* Directions *
Starting at the line that holds "pub use joint_mapper::JointMapper;" and stopping at the line that holds "pub const SKEL_BLEND_SHAPE_TARGETS: &str", restate the records below word for word, with both of those lines included.

* Data section *
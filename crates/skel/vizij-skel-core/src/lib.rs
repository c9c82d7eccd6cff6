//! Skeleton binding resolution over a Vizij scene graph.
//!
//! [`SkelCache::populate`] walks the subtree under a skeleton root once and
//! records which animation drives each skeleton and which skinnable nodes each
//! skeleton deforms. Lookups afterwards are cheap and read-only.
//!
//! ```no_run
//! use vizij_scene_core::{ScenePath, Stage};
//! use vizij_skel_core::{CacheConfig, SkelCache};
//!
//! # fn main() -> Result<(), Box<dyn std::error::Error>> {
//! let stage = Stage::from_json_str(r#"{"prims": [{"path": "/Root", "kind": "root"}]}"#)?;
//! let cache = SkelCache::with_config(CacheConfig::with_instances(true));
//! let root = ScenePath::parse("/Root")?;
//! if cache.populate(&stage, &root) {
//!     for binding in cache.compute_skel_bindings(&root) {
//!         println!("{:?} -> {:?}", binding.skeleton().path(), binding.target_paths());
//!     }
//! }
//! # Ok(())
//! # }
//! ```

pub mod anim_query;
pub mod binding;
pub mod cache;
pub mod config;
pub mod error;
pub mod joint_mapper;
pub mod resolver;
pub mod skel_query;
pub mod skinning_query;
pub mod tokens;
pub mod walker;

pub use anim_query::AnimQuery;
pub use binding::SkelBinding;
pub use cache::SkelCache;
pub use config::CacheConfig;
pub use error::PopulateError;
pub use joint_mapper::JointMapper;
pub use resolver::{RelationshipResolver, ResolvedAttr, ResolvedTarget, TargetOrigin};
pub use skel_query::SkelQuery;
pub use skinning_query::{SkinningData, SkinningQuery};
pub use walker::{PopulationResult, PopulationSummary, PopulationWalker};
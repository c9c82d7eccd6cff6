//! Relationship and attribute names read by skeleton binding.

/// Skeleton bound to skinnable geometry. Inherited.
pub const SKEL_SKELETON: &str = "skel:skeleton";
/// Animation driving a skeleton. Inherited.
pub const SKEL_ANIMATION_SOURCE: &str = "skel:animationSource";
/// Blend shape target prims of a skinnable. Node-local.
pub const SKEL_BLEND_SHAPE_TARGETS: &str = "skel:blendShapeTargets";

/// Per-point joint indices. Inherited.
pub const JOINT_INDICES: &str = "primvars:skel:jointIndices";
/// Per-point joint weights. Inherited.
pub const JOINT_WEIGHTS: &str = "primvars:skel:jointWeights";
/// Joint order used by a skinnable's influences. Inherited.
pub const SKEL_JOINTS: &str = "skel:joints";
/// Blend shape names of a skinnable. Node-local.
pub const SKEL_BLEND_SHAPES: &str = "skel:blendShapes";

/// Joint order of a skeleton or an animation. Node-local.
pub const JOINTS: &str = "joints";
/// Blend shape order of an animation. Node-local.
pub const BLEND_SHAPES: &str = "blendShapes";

* Result *
pub use joint_mapper::JointMapper;
pub use resolver::{RelationshipResolver, ResolvedAttr, ResolvedTarget, TargetOrigin};
pub use skel_query::SkelQuery;
pub use skinning_query::{SkinningData, SkinningQuery};
pub use walker::{PopulationResult, PopulationSummary, PopulationWalker};
repository c9c82d7eccd6cff6
//! Relationship and attribute names read by skeleton binding.

/// Skeleton bound to skinnable geometry. Inherited.
pub const SKEL_SKELETON: &str = "skel:skeleton";
/// Animation driving a skeleton. Inherited.
pub const SKEL_ANIMATION_SOURCE: &str = "skel:animationSource";
/// Blend shape target prims of a skinnable. Node-local.
pub const SKEL_BLEND_SHAPE_TARGETS: &str = "skel:blendShapeTargets";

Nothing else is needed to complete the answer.